1º CONJUNTO/Primeira sala da Pinacoteca:

1. “O Casulo” ↔ “O canto que vem do vento”. O primeiro título, no imaginário psicossocial da mostra de Pedro Lucena, é a melhor configuração do que se pode descrever, derridianamente, como sendo o “interior calafetado do [universo] ‘simbólico’” da atual exposição do artista. Ou, ainda, como um daqueles “[...] grupos fechados e dogmáticos que se transformam” podendo alguns até se tornar “inadequados e outros tomarem seu lugar” (MOSCOVICI, 1989, p. 61). Em última análise, um espaço sócio-metafórico radicalmente diferenciado – pois, naturalogicamente diferido – do da cultura da violência machista, ‘incrustada’ em Alagoas, contra mulheres e homossexuais.

Mas só podemos interpretá-lo, assim, se pusermos a cena figurativa do quadro que ele denomina em relação com a cena contida em outra obra da exposição, intitulado “O canto que vem do vento”, onde vemos duas “figuras [femininas] singulares” (GUERRA, 2001), em delicada interação homoafetiva, que, como duas “borboletas majestosas” (Danaus plexippus), usam golas elisabetanas como sinal de nobreza em suas indumentárias antiquaristas.

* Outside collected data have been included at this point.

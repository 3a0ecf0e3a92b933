use std::fmt;
use std::hash::{Hash, Hasher};

use openssl::x509::{X509, X509Ref, X509VerifyResult};
use sha2::{Digest, Sha256};

use crate::error::PackageError;

/// An X.509 certificate compared by its exact DER encoding.
#[derive(Clone)]
pub struct Certificate {
    x509: X509,
    der: Vec<u8>,
}

impl Certificate {
    pub fn from_x509(x509: X509) -> Result<Self, PackageError> {
        let der = x509
            .to_der()
            .map_err(|err| PackageError::openssl("cannot encode certificate", err))?;
        Ok(Self { x509, der })
    }

    pub fn from_der(der: &[u8]) -> Result<Self, PackageError> {
        let x509 = X509::from_der(der)
            .map_err(|err| PackageError::openssl("not an X.509 certificate", err))?;
        Self::from_x509(x509)
    }

    /// Every certificate in a PEM bundle; text outside the PEM blocks is ignored.
    pub fn from_pem_bundle(pem: &[u8]) -> Result<Vec<Self>, PackageError> {
        if !pem.windows(10).any(|w| w == b"-----BEGIN") {
            return Ok(Vec::new());
        }
        X509::stack_from_pem(pem)
            .map_err(|err| PackageError::openssl("invalid PEM certificate bundle", err))?
            .into_iter()
            .map(Self::from_x509)
            .collect()
    }

    pub fn der(&self) -> &[u8] {
        &self.der
    }

    pub fn x509(&self) -> &X509Ref {
        &self.x509
    }

    /// Hex SHA-256 of the DER encoding.
    pub fn fingerprint(&self) -> String {
        hex::encode(Sha256::digest(&self.der))
    }

    /// Distinguished name rendered as `CN=..., O=...`.
    pub fn subject(&self) -> String {
        self.x509
            .subject_name()
            .entries()
            .map(|entry| {
                let key = entry.object().nid().short_name().unwrap_or("?");
                let value = String::from_utf8_lossy(entry.data().as_slice());
                format!("{key}={value}")
            })
            .collect::<Vec<_>>()
            .join(", ")
    }

    pub fn issued(&self, subject: &Certificate) -> bool {
        self.x509.issued(&subject.x509) == X509VerifyResult::OK
    }

    pub fn is_self_issued(&self) -> bool {
        self.issued(self)
    }
}

impl PartialEq for Certificate {
    fn eq(&self, other: &Self) -> bool {
        self.der == other.der
    }
}

impl Eq for Certificate {}

impl Hash for Certificate {
    fn hash<H: Hasher>(&self, state: &mut H) {
        self.der.hash(state);
    }
}

impl fmt::Debug for Certificate {
    fn fmt(&self, f: &mut fmt::Formatter<'_>) -> fmt::Result {
        f.debug_struct("Certificate")
            .field("subject", &self.subject())
            .field("sha256", &self.fingerprint())
            .finish()
    }
}

/// Signer certificate chain, leaf first.
#[derive(Clone, Debug, PartialEq, Eq, Hash)]
pub struct CertificateChain {
    certificates: Vec<Certificate>,
}

impl CertificateChain {
    /// Walk from `leaf` through `pool` by issuer until a self-issued
    /// certificate or a missing issuer ends the chain.
    pub fn build(leaf: Certificate, pool: &[Certificate]) -> Self {
        let mut certificates = vec![leaf];
        while certificates.len() <= pool.len() {
            let Some(current) = certificates.last() else {
                break;
            };
            if current.is_self_issued() {
                break;
            }
            let issuer = pool
                .iter()
                .find(|candidate| candidate.issued(current) && !certificates.contains(candidate));
            match issuer {
                Some(issuer) => certificates.push(issuer.clone()),
                None => break,
            }
        }
        Self { certificates }
    }

    pub fn leaf(&self) -> &Certificate {
        &self.certificates[0]
    }

    pub fn certificates(&self) -> &[Certificate] {
        &self.certificates
    }

    pub fn len(&self) -> usize {
        self.certificates.len()
    }

    pub fn is_empty(&self) -> bool {
        self.certificates.is_empty()
    }
}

O anacronismo indumentário das golas elisabetanas nestas butterflies in free, pressupõe, sem sobra de dúvida, na referida obra de Lucena, uma dupla referência: uma (apologética) à nobre liberdade lésbico-feminista, muito embora esta ainda esteja historicamente trancafiada numa espécie de “Casulo” para o controle e guetização do corpo desejante da mulher; principalmente da mulher homossexual; e, outra (crítica), à mentalidade medieval que ainda subjaz profundamente investida em uma sociedade brutalizada e patriarcalista que hoje apenas se traveste de modernidade. Ou pior, de “pós-modernidade”... O que torna particularmente questionável, neste sentido, a colocação do cineasta Renê Guerra (2012) no curioso texto de parede da mostra, onde ele diz: “O projeto do progresso faliu. Agora, só resta entendermos que o reconhecimento das nossas identidades está no que foi jogado fora.”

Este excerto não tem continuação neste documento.